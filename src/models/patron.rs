//! Patron-facing types. Patrons are owned by an external directory.

use chrono::{DateTime, Utc};
use serde::{Deserialize, Serialize};
use utoipa::ToSchema;
use uuid::Uuid;

use super::circulation::Fulfillment;

/// Lending eligibility as reported by the patron directory
#[derive(Debug, Clone, Copy, PartialEq, Eq, Serialize, Deserialize, ToSchema)]
pub struct PatronEligibility {
    pub active_loan_count: u32,
    pub has_overdue_loan: bool,
    pub max_concurrent_loans: u32,
}

impl PatronEligibility {
    pub fn at_loan_limit(&self) -> bool {
        self.active_loan_count >= self.max_concurrent_loans
    }
}

/// Message sent to a patron whose hold turned into a loan
#[derive(Debug, Clone, PartialEq, Serialize, Deserialize)]
pub struct HoldReadyNotice {
    pub reservation_id: Uuid,
    pub item_id: Uuid,
    pub patron_id: Uuid,
    pub loan_id: Uuid,
    pub due_date: DateTime<Utc>,
}

impl From<&Fulfillment> for HoldReadyNotice {
    fn from(f: &Fulfillment) -> Self {
        Self {
            reservation_id: f.reservation.id,
            item_id: f.reservation.item_id,
            patron_id: f.reservation.patron_id,
            loan_id: f.loan.id,
            due_date: f.loan.due_date,
        }
    }
}
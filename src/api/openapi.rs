//! OpenAPI documentation

use axum::Router;
use utoipa::OpenApi;
use utoipa_swagger_ui::SwaggerUi;

use crate::api::{health, items, loans, reservations};

#[derive(OpenApi)]
#[openapi(
    info(
        title = "Elidune Circulation API",
        version = "1.1.0",
        description = "Loans, returns, reservations and copy counts of a library catalog",
        license(name = "AGPL-3.0", url = "https://www.gnu.org/licenses/agpl-3.0.html"),
        contact(name = "Elidune Team", email = "contact@elidune.org")
    ),
    servers(
        (url = "/api/v1", description = "API v1")
    ),
    paths(
        // Health
        health::health_check,
        health::readiness_check,
        // Items
        items::list_items,
        items::register_item,
        items::get_item,
        items::set_status,
        items::retire_item,
        items::transfer_copy,
        items::apply_transaction,
        items::availability,
        items::queue,
        items::fulfill_next,
        // Loans
        loans::issue,
        loans::get_loan,
        loans::extend,
        loans::return_item,
        loans::settle_fine,
        loans::overdue_loans,
        loans::patron_loans,
        // Reservations
        reservations::reserve,
        reservations::get_reservation,
        reservations::cancel,
        reservations::patron_reservations,
        reservations::sweep_expired,
    ),
    components(
        schemas(
            // Items
            crate::models::CatalogItem,
            crate::models::ItemStatus,
            crate::models::CopyBucket,
            crate::models::CopyTransaction,
            items::RegisterItemRequest,
            items::SetStatusRequest,
            items::TransferRequest,
            items::TransactionRequest,
            items::AvailabilityQuery,
            items::AvailabilityResponse,
            crate::services::gate::GateDecision,
            crate::services::gate::GateReason,
            // Loans
            crate::models::CirculationRecord,
            crate::models::CirculationStatus,
            crate::models::ReturnCondition,
            crate::models::ReturnReceipt,
            crate::models::Fulfillment,
            loans::IssueRequest,
            loans::ExtendRequest,
            loans::ReturnRequest,
            // Reservations
            crate::models::Reservation,
            crate::models::ReservationStatus,
            crate::models::SweepReport,
            reservations::ReserveRequest,
            // Health
            health::HealthResponse,
            // Errors
            crate::error::ErrorCode,
            crate::error::ErrorResponse,
        )
    ),
    tags(
        (name = "health", description = "Health check endpoints"),
        (name = "items", description = "Catalog items and copy counts"),
        (name = "loans", description = "Loan ledger"),
        (name = "reservations", description = "Reservation queue")
    )
)]
pub struct ApiDoc;

/// Create the OpenAPI documentation router
pub fn create_openapi_router() -> Router {
    Router::new()
        .merge(SwaggerUi::new("/swagger-ui").url("/api-docs/openapi.json", ApiDoc::openapi()))
}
+++
• Aim of the task: Search the data above for "DateTime" and copy every line where it turns up.

• Answer space:
use chrono::{DateTime, Utc};
    pub due_date: DateTime<Utc>,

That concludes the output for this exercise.